== INPUT RECORDS ==

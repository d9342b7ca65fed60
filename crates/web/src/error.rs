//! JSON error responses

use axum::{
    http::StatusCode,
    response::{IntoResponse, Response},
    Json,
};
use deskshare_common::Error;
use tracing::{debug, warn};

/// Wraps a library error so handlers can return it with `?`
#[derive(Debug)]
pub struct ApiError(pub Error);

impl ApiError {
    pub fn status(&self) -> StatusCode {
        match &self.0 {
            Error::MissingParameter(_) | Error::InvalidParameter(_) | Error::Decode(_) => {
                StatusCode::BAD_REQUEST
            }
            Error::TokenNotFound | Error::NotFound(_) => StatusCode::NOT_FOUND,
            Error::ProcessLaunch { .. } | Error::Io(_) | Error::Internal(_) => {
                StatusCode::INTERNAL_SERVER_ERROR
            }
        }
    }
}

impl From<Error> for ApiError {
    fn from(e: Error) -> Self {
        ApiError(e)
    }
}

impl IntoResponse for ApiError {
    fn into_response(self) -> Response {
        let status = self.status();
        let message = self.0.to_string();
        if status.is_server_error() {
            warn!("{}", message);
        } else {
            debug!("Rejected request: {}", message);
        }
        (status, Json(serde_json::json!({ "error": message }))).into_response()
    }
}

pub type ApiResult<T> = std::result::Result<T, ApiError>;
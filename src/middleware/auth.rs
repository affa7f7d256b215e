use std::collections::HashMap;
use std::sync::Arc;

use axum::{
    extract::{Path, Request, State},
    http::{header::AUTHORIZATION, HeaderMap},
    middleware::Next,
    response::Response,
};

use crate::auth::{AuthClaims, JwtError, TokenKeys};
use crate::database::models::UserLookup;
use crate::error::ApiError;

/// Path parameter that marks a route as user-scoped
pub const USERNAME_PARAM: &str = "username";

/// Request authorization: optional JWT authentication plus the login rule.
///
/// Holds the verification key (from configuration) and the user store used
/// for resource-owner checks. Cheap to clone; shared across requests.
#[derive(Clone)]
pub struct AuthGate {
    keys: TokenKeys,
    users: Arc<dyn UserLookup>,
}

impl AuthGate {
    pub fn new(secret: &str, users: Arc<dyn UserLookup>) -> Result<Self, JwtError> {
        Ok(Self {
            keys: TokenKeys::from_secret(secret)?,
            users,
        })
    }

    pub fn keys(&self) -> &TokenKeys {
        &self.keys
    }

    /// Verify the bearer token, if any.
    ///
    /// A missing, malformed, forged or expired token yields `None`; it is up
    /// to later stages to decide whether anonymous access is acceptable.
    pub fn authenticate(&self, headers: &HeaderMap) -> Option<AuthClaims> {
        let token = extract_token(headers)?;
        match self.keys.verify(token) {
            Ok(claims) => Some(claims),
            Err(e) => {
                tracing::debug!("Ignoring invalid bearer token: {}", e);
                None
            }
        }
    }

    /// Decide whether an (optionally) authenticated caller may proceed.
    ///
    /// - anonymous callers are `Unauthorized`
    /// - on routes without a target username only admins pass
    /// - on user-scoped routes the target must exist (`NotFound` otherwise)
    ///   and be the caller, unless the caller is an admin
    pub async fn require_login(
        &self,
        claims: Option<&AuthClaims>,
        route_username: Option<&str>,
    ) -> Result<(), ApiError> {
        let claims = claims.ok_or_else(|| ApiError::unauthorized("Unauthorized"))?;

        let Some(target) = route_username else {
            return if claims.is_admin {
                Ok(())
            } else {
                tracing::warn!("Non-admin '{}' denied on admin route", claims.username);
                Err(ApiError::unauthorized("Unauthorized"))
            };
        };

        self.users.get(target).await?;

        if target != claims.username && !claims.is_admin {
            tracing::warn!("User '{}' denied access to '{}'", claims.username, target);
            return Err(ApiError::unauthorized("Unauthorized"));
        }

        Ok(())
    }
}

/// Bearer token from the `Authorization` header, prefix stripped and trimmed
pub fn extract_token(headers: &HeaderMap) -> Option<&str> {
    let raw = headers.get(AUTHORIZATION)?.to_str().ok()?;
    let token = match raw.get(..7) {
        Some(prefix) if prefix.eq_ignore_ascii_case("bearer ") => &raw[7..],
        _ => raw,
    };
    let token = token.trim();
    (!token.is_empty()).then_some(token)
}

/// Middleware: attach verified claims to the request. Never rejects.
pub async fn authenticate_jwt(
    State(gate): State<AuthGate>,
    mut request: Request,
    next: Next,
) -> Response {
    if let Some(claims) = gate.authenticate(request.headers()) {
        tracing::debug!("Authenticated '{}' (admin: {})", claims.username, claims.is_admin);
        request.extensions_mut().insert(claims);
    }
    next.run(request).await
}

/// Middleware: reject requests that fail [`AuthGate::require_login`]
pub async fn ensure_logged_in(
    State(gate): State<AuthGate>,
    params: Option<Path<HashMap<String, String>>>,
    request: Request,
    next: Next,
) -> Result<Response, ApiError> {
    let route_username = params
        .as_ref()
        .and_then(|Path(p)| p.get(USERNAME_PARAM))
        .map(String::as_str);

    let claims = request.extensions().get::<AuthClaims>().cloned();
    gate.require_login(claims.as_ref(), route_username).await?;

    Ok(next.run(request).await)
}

===
== INPUT RECORDS ==

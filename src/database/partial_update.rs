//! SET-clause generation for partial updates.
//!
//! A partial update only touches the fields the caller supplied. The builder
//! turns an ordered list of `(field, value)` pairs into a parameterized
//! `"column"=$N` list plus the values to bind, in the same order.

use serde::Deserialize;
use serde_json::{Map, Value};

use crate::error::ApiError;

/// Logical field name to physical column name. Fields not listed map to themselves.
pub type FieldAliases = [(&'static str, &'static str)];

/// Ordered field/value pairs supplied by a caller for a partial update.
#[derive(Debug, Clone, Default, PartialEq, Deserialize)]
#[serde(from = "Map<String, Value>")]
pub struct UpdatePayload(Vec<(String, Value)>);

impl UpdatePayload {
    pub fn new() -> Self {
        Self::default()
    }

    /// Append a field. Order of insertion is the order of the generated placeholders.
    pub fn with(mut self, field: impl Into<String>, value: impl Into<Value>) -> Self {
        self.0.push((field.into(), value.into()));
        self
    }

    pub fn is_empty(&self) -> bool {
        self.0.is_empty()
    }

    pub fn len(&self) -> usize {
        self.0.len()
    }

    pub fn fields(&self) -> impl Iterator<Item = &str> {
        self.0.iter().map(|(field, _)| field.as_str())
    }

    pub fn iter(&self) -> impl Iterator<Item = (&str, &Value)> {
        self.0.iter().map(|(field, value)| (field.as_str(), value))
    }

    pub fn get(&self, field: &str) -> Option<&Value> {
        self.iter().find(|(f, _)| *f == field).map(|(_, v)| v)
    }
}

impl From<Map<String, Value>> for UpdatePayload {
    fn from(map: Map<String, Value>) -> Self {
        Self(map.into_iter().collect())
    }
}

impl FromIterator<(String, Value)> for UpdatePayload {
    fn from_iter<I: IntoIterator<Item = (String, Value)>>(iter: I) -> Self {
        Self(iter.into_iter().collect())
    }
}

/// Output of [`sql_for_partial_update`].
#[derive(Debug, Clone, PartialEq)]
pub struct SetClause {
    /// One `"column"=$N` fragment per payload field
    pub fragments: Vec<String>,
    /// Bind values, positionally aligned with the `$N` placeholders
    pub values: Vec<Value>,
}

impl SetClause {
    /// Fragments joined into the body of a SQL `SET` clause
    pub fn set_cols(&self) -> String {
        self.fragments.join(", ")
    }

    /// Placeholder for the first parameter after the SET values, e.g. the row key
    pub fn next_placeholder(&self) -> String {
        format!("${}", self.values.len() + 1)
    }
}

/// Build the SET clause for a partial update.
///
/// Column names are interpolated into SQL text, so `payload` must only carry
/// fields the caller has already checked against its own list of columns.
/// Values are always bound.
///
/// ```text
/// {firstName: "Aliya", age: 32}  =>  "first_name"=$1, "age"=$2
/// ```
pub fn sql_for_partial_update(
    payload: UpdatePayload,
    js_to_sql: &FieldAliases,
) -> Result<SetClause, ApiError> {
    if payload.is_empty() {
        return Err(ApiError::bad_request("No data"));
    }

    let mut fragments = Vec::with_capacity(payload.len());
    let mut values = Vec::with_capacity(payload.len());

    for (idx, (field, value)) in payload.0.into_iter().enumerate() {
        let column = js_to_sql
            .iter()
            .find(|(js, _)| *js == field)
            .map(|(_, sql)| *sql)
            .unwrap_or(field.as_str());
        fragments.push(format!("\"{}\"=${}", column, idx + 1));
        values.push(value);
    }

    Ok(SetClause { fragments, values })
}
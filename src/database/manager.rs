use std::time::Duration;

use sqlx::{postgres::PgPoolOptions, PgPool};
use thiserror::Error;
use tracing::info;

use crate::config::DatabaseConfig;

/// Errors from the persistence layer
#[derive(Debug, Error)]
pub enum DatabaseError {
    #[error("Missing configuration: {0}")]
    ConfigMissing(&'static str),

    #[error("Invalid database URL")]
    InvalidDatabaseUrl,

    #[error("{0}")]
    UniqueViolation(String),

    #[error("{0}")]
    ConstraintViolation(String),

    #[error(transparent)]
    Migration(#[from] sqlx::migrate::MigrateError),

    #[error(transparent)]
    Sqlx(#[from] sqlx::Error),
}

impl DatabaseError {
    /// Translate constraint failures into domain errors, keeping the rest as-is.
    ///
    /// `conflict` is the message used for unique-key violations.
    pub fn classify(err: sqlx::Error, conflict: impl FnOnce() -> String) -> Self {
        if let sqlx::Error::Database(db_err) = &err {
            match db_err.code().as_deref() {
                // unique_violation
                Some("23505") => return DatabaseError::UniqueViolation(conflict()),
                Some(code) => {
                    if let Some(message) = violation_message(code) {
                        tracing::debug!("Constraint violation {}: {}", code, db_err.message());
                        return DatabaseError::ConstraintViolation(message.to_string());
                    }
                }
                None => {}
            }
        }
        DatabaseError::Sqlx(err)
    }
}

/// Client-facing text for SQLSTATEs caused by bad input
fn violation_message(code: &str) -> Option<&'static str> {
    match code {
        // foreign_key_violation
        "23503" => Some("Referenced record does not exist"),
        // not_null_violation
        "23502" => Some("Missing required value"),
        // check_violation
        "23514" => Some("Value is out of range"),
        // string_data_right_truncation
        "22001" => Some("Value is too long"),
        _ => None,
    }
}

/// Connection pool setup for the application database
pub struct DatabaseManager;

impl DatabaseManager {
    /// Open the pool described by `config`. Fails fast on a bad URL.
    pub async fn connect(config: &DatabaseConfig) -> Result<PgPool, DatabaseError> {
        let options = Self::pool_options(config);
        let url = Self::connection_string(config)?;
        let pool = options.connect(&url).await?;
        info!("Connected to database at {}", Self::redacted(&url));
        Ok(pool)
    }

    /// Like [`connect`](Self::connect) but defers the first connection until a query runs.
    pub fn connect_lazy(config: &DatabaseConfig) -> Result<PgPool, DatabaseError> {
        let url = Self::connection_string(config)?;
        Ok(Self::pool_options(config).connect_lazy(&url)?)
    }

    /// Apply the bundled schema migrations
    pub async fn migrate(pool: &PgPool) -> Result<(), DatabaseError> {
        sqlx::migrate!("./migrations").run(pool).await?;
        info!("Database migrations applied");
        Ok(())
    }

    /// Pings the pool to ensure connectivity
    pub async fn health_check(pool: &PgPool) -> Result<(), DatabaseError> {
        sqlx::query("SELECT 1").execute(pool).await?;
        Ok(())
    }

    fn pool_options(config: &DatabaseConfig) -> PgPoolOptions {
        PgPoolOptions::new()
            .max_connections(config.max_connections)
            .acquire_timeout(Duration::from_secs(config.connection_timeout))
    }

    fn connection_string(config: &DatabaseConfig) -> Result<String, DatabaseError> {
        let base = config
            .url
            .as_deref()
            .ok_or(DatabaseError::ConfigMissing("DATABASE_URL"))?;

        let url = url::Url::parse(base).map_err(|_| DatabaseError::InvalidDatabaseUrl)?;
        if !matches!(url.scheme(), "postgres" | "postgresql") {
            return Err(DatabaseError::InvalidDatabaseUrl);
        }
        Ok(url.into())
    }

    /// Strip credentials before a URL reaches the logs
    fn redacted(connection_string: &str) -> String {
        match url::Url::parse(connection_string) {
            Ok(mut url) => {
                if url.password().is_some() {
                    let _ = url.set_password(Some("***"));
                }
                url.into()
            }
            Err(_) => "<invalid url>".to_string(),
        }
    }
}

===

§ **WORK INSTRUCTION**: Which lines in the records above contain the word "scoped"? Copy each one.

§ **EXERCISE SOLUTION**:
/// Path parameter that marks a route as user-scoped
    /// - on user-scoped routes the target must exist (`NotFound` otherwise)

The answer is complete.